(Published in The Press of Atlantic City on Sunday, Aug. 10, 2008.)
David Kurkowski doesn’t take all his ideas from the Democratic Party’s playbook.
After all, the Democratic Cape May city councilman may not owe the national party much, considering he’s financing his challenge to U.S. Rep. Frank LoBiondo, R-2nd, with little national help. Since joining the race this spring, Kurkowski spent most of his campaign’s first three months fundraising. So he feels little allegiance to Democratic talking points.
“Frankly, I’m running this campaign as an independent candidate,” Kurkowski said.
The result is a relatively unknown major party candidate attempting to make headway with an amalgam of ideas that alternately parallel and diverge from common Democratic positions.
Like other Democrats, he also thinks the election’s major issues are the economy and energy independence and the “green-collar” jobs he thinks are necessary to jumpstart both. But when he talks about renewable fuels, he proposes a government-centered way of jumpstarting a transition away from petroleum-based fuels.
“I think we need a Marshall Plan for local governments,” Kurkowski said, referring to the massive post-World War II reconstruction efforts in Europe and Asia.
As an example, Cape May pays about $250,000 annually for energy costs at its desalination plant, according to Kurkowski. A wind turbine would cost about $750,000 up front. Kurkowski says it would pay for itself in five years.
Kurkowski says the federal government should offer grants covering those up-front investments to help local governments not only finance projects but begin a dramatic transition toward a renewable fuel-based economy. The result could be lower local taxes long-term, due to lower energy costs, he says.
He opposes the concept of charter schools, having been a former public school teacher who doesn’t like to see public school funding siphoned off to independent schools with what he says are mixed track records.
He advocates public financing of all federal political campaigns, having learned firsthand what he says are drawbacks in the current system of fundraising.

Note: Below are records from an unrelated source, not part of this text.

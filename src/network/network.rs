use std::collections::VecDeque;
use std::io::{BufRead, Write};

use rand::rngs::StdRng;
use rand::SeedableRng;

use crate::data::samples::SampleSet;
use crate::data::stream::{read_inference_records, read_training_samples, write_outputs};
use crate::error::{NetworkError, Result};
use crate::network::network_config::{NetworkConfig, NodeParams, WeightBounds};
use crate::node::node::{Node, NodeId, NodeKind, UpdateTiming};
use crate::optim::rprop::RpropConfig;
use crate::train::loop_fn::train_loop;
use crate::train::report::TrainReport;
use crate::train::train_config::TrainConfig;

/// Every bias and edge weight of a network, indexed like the arena.
#[derive(Debug, Clone, PartialEq)]
pub struct WeightSnapshot {
    entries: Vec<Option<(f64, Vec<f64>)>>,
}

/// A graph of neurons owned by one arena.
///
/// Neurons are created with `create_neuron`, wired with `connect` and
/// registered with `add_neuron`; registration order fixes the order in which
/// input values are fed and output values are read. Edges are index pairs,
/// so no neuron owns another.
#[derive(Debug, Clone)]
pub struct Network {
    nodes: Vec<Node>,
    registered: Vec<bool>,
    inputs: Vec<NodeId>,
    outputs: Vec<NodeId>,
    params: NodeParams,
    weight_bounds: WeightBounds,
    rprop: Option<RpropConfig>,
    rng: StdRng,
}

impl Network {
    pub fn new(config: NetworkConfig) -> Result<Network> {
        config.weight_bounds.validate()?;
        let rng = match config.seed {
            Some(seed) => StdRng::seed_from_u64(seed),
            None => StdRng::from_entropy(),
        };
        Ok(Network {
            nodes: Vec::new(),
            registered: Vec::new(),
            inputs: Vec::new(),
            outputs: Vec::new(),
            params: config.params,
            weight_bounds: config.weight_bounds,
            rprop: None,
            rng,
        })
    }

    /// Creates an unregistered neuron with a random bias.
    pub fn create_neuron(&mut self, kind: NodeKind) -> NodeId {
        let id = NodeId(self.nodes.len());
        let bias = self.weight_bounds.sample(&mut self.rng);
        let mut node = Node::new(id, kind, self.params, bias);
        if let Some(config) = self.rprop {
            node.enable_rprop(config);
        }
        self.nodes.push(node);
        self.registered.push(false);
        id
    }

    /// Registers a neuron. Input and output neurons are appended to the
    /// ordered input and output lists.
    pub fn add_neuron(&mut self, id: NodeId) -> Result<()> {
        let kind = self.node(id)?.kind();
        if self.registered[id.0] {
            return Err(NetworkError::DuplicateNeuron { id });
        }
        self.registered[id.0] = true;
        match kind {
            NodeKind::Input => self.inputs.push(id),
            NodeKind::Output => self.outputs.push(id),
            NodeKind::Hidden => {}
        }
        Ok(())
    }

    /// Adds the edge `from -> to` with a weight drawn from the current bounds.
    pub fn connect(&mut self, from: NodeId, to: NodeId) -> Result<()> {
        let from_kind = self.node(from)?.kind();
        let to_kind = self.node(to)?.kind();
        if from == to {
            return Err(NetworkError::InvalidEdge { from, to, reason: "self-loops are not allowed" });
        }
        if from_kind == NodeKind::Output {
            return Err(NetworkError::InvalidEdge {
                from,
                to,
                reason: "output neurons have no outgoing edges",
            });
        }
        if to_kind == NodeKind::Input {
            return Err(NetworkError::InvalidEdge {
                from,
                to,
                reason: "input neurons accept no incoming edges",
            });
        }
        let weight = self.weight_bounds.sample(&mut self.rng);
        self.nodes[to.0].add_input_edge(from, weight)?;
        self.nodes[from.0].add_output_edge(to)
    }

    pub fn node(&self, id: NodeId) -> Result<&Node> {
        self.nodes.get(id.0).ok_or(NetworkError::UnknownNeuron { id })
    }

    pub fn node_mut(&mut self, id: NodeId) -> Result<&mut Node> {
        self.nodes.get_mut(id.0).ok_or(NetworkError::UnknownNeuron { id })
    }

    /// Registered neurons, in arena order.
    pub fn neurons(&self) -> impl Iterator<Item = &Node> {
        self.nodes
            .iter()
            .zip(&self.registered)
            .filter_map(|(node, &registered)| registered.then_some(node))
    }

    pub fn is_registered(&self, id: NodeId) -> bool {
        self.registered.get(id.0).copied().unwrap_or(false)
    }

    pub fn input_ids(&self) -> &[NodeId] {
        &self.inputs
    }

    pub fn output_ids(&self) -> &[NodeId] {
        &self.outputs
    }

    pub fn params(&self) -> NodeParams {
        self.params
    }

    /// Applies `params` to every existing and future neuron.
    pub fn set_params(&mut self, params: NodeParams) {
        self.params = params;
        for node in &mut self.nodes {
            node.set_params(params);
        }
    }

    pub fn set_learning_rate(&mut self, learning_rate: f64) {
        self.set_params(NodeParams { learning_rate, ..self.params });
    }

    pub fn set_regularization(&mut self, regularization: f64) {
        self.set_params(NodeParams { regularization, ..self.params });
    }

    pub fn weight_bounds(&self) -> WeightBounds {
        self.weight_bounds
    }

    /// Bounds used by later `connect` and `reset_weights` calls.
    pub fn set_initial_weight_bounds(&mut self, lower: f64, upper: f64) -> Result<()> {
        self.weight_bounds = WeightBounds::new(lower, upper)?;
        Ok(())
    }

    /// Switches every neuron, present and future, to Rprop updates.
    pub fn enable_rprop(&mut self, config: RpropConfig) -> Result<()> {
        config.validate()?;
        self.rprop = Some(config);
        for node in &mut self.nodes {
            node.enable_rprop(config);
        }
        Ok(())
    }

    /// Back to fixed-rate descent; all Rprop state is discarded.
    pub fn disable_rprop(&mut self) {
        self.rprop = None;
        for node in &mut self.nodes {
            node.disable_rprop();
        }
    }

    pub fn rprop(&self) -> Option<&RpropConfig> {
        self.rprop.as_ref()
    }

    /// Redraws every weight and bias and clears all wave and Rprop state.
    pub fn reset_weights(&mut self) {
        let Network { nodes, weight_bounds, rng, .. } = self;
        for node in nodes.iter_mut() {
            node.reset_weights(weight_bounds, &mut *rng);
        }
    }

    pub fn clear_pending(&mut self) {
        for node in &mut self.nodes {
            node.clear_pending();
        }
    }

    pub fn weights_snapshot(&self) -> WeightSnapshot {
        WeightSnapshot { entries: self.nodes.iter().map(Node::weights).collect() }
    }

    pub fn restore_weights(&mut self, snapshot: &WeightSnapshot) -> Result<()> {
        if snapshot.entries.len() != self.nodes.len() {
            return Err(NetworkError::ArityMismatch {
                expected: self.nodes.len(),
                actual: snapshot.entries.len(),
            });
        }
        for (node, entry) in self.nodes.iter_mut().zip(&snapshot.entries) {
            if let Some((bias, weights)) = entry {
                node.set_weights(*bias, weights)?;
            }
            node.clear_pending();
        }
        Ok(())
    }

    /// Fails on the first neuron that carries edges but was never registered.
    pub fn check_registered(&self) -> Result<()> {
        let stray = self.nodes.iter().zip(&self.registered).find(|(node, registered)| {
            !**registered && !(node.input_edges().is_empty() && node.output_edges().is_empty())
        });
        match stray {
            Some((node, _)) => Err(NetworkError::UnregisteredNeuron { id: node.id() }),
            None => Ok(()),
        }
    }

    /// Runs one forward wave: feeds `input` to the input neurons in
    /// registration order and lets every neuron fire once its predecessors
    /// have delivered.
    ///
    /// A wave that fails leaves no pending values behind, so the next wave
    /// starts clean.
    pub fn forward(&mut self, input: &[f64]) -> Result<()> {
        if input.len() != self.inputs.len() {
            return Err(NetworkError::ArityMismatch {
                expected: self.inputs.len(),
                actual: input.len(),
            });
        }
        let result = self.forward_wave(input);
        if result.is_err() {
            self.clear_pending();
        }
        result
    }

    fn forward_wave(&mut self, input: &[f64]) -> Result<()> {
        let mut queue: VecDeque<(NodeId, NodeId, f64)> = VecDeque::new();
        for (&id, &value) in self.inputs.iter().zip(input) {
            let node = &mut self.nodes[id.0];
            let activation = node.feed(value)?;
            queue.extend(node.output_edges().iter().map(|&to| (to, id, activation)));
        }

        while let Some((to, from, value)) = queue.pop_front() {
            let node = &mut self.nodes[to.0];
            if let Some(activation) = node.receive_forward(from, value)? {
                queue.extend(node.output_edges().iter().map(|&next| (next, to, activation)));
            }
        }
        Ok(())
    }

    /// Runs one backward wave from the raw errors (`activation - desired`)
    /// of the output neurons, updating every reachable weight once.
    pub fn backward(&mut self, errors: &[f64]) -> Result<()> {
        self.backward_with(errors, UpdateTiming::Immediate)
    }

    /// Runs one backward wave that only collects gradients. The next
    /// `apply_gradients` moves every weight once, by the mean of the
    /// gradients collected since the previous update.
    pub fn accumulate_backward(&mut self, errors: &[f64]) -> Result<()> {
        self.backward_with(errors, UpdateTiming::Deferred)
    }

    /// Applies the gradients collected by `accumulate_backward`. Returns the
    /// number of neurons that changed.
    pub fn apply_gradients(&mut self) -> usize {
        self.nodes.iter_mut().map(Node::apply_deferred).filter(|&changed| changed).count()
    }

    fn backward_with(&mut self, errors: &[f64], timing: UpdateTiming) -> Result<()> {
        if errors.len() != self.outputs.len() {
            return Err(NetworkError::ArityMismatch {
                expected: self.outputs.len(),
                actual: errors.len(),
            });
        }
        let result = self.backward_wave(errors, timing);
        if result.is_err() {
            self.clear_pending();
        }
        result
    }

    fn backward_wave(&mut self, errors: &[f64], timing: UpdateTiming) -> Result<()> {
        let mut queue: VecDeque<(NodeId, NodeId, f64)> = VecDeque::new();
        for (&id, &raw_error) in self.outputs.iter().zip(errors) {
            let signals = self.nodes[id.0].inject_error(raw_error, timing)?;
            queue.extend(signals.into_iter().map(|(to, signal)| (to, id, signal)));
        }

        while let Some((to, from, signal)) = queue.pop_front() {
            if let Some(signals) = self.nodes[to.0].receive_backward(from, signal, timing)? {
                queue.extend(signals.into_iter().map(|(next, s)| (next, to, s)));
            }
        }
        Ok(())
    }

    /// Current activations of the output neurons, in registration order.
    pub fn output_activations(&self) -> Vec<f64> {
        self.outputs.iter().map(|id| self.nodes[id.0].activation()).collect()
    }

    /// Inference: one forward wave, then the output activations. Weights are
    /// left untouched.
    pub fn test(&mut self, input: &[f64]) -> Result<Vec<f64>> {
        self.forward(input)?;
        Ok(self.output_activations())
    }

    pub fn train(&mut self, samples: &SampleSet, config: &TrainConfig) -> Result<TrainReport> {
        train_loop(self, samples, config)
    }

    /// Trains on records read from `reader` (inputs then desired outputs).
    pub fn train_from_reader<R: BufRead>(&mut self, reader: R, config: &TrainConfig) -> Result<TrainReport> {
        let samples = read_training_samples(reader, self.inputs.len(), self.outputs.len())?;
        self.train(&samples, config)
    }

    /// Answers every inference record in `reader` with one line on `writer`.
    /// Returns the number of records answered.
    pub fn test_from_reader<R: BufRead, W: Write>(
        &mut self,
        reader: R,
        writer: W,
        delimiter: &str,
    ) -> Result<usize> {
        let records = read_inference_records(reader, self.inputs.len())?;
        let outputs = records
            .iter()
            .map(|record| self.test(record))
            .collect::<Result<Vec<_>>>()?;
        write_outputs(writer, &outputs, delimiter)?;
        Ok(outputs.len())
    }

    pub(crate) fn rng_mut(&mut self) -> &mut StdRng {
        &mut self.rng
    }
}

He thinks the public deserves better than candidates forced to work the phones to find enough money to run.
By contrast, U.S. Sen. Barack Obama, D-Ill., declined optional public financing for his campaign so he could avoid spending limits.
Kurkowski also opposes earmarks, the practice by members of Congress of securing funding for projects in their districts by inserting language into larger, unrelated bills. He finds them fiscally irresponsible, a position that puts him more in line with U.S. Sen. John McCain, R-Ariz., than Obama.
“Earmarks are great when they’re coming to your district,” Kurkowski said. “(But) I’m not in favor of earmarks.”
Kurkowski in some ways isn’t all that different from LoBiondo. In nearly 14 years in the House of Representatives, LoBiondo often has been a reliable vote for Republicans on tax and military issues, but he too has diverted from his party plenty of times.
It’s when Kurkowski criticizes LoBiondo that the Democrat sounds more like other Democrats, who say LoBiondo has been an ineffective member of Congress who followed President Bush on key economic and military votes that have hurt the country.
“On all the spending bills, he’s voted 100 percent with President Bush,” Kurkowski said.
Kurkowski calls the Iraq War a mistake and the USA Patriot Act, which gave federal authorities broad new investigative powers, “an erosion of the Bill of Rights.”
LoBiondo disagrees. He says the U.S. should heed the guidance of Gen. David Petraeus, the top U.S. Commander in Iraq, before committing to an arbitrary withdrawal, citing recent military successes in Iraq. He also said the Patriot Act is a valuable tool for preventing terrorism.
“If you’re not doing anything wrong, you don’t have anything to worry about,” LoBiondo said. “This is not about spying on (innocent) Americans, as some would like to have you believe.”
LoBiondo also defends his votes on President Bush’s tax cuts, most notably his votes in favor of tax credits for children, adoption, college tuition and elimination of the estate tax. He also has pushed for a revision of the alternative minimum tax, a 1960s-era tax designed to ensure high-income taxpayers don’t escape tax liability due to large deductions. The tax hits New Jersey residents at a higher rate than any state in the country, affecting people with incomes as low as $37,750. LoBiondo calls it outdated because it wasn’t indexed to inflation.
Kurkowski criticized LoBiondo’s opposition to cutting tax credits for oil companies in a 2006 bill, but LoBiondo noted that was part of a much larger bill that included various other issues. LoBiondo said he voted for four bills in the past year and a half calling for ending those tax credits and voted in 2003 and 2005 against Republican-backed energy bills that provided $13 billion to oil companies.
The two have yet to debate the issues in person. The Press of Atlantic City and The Richard Stockton College of New Jersey have proposed sponsoring a debate between the two candidates.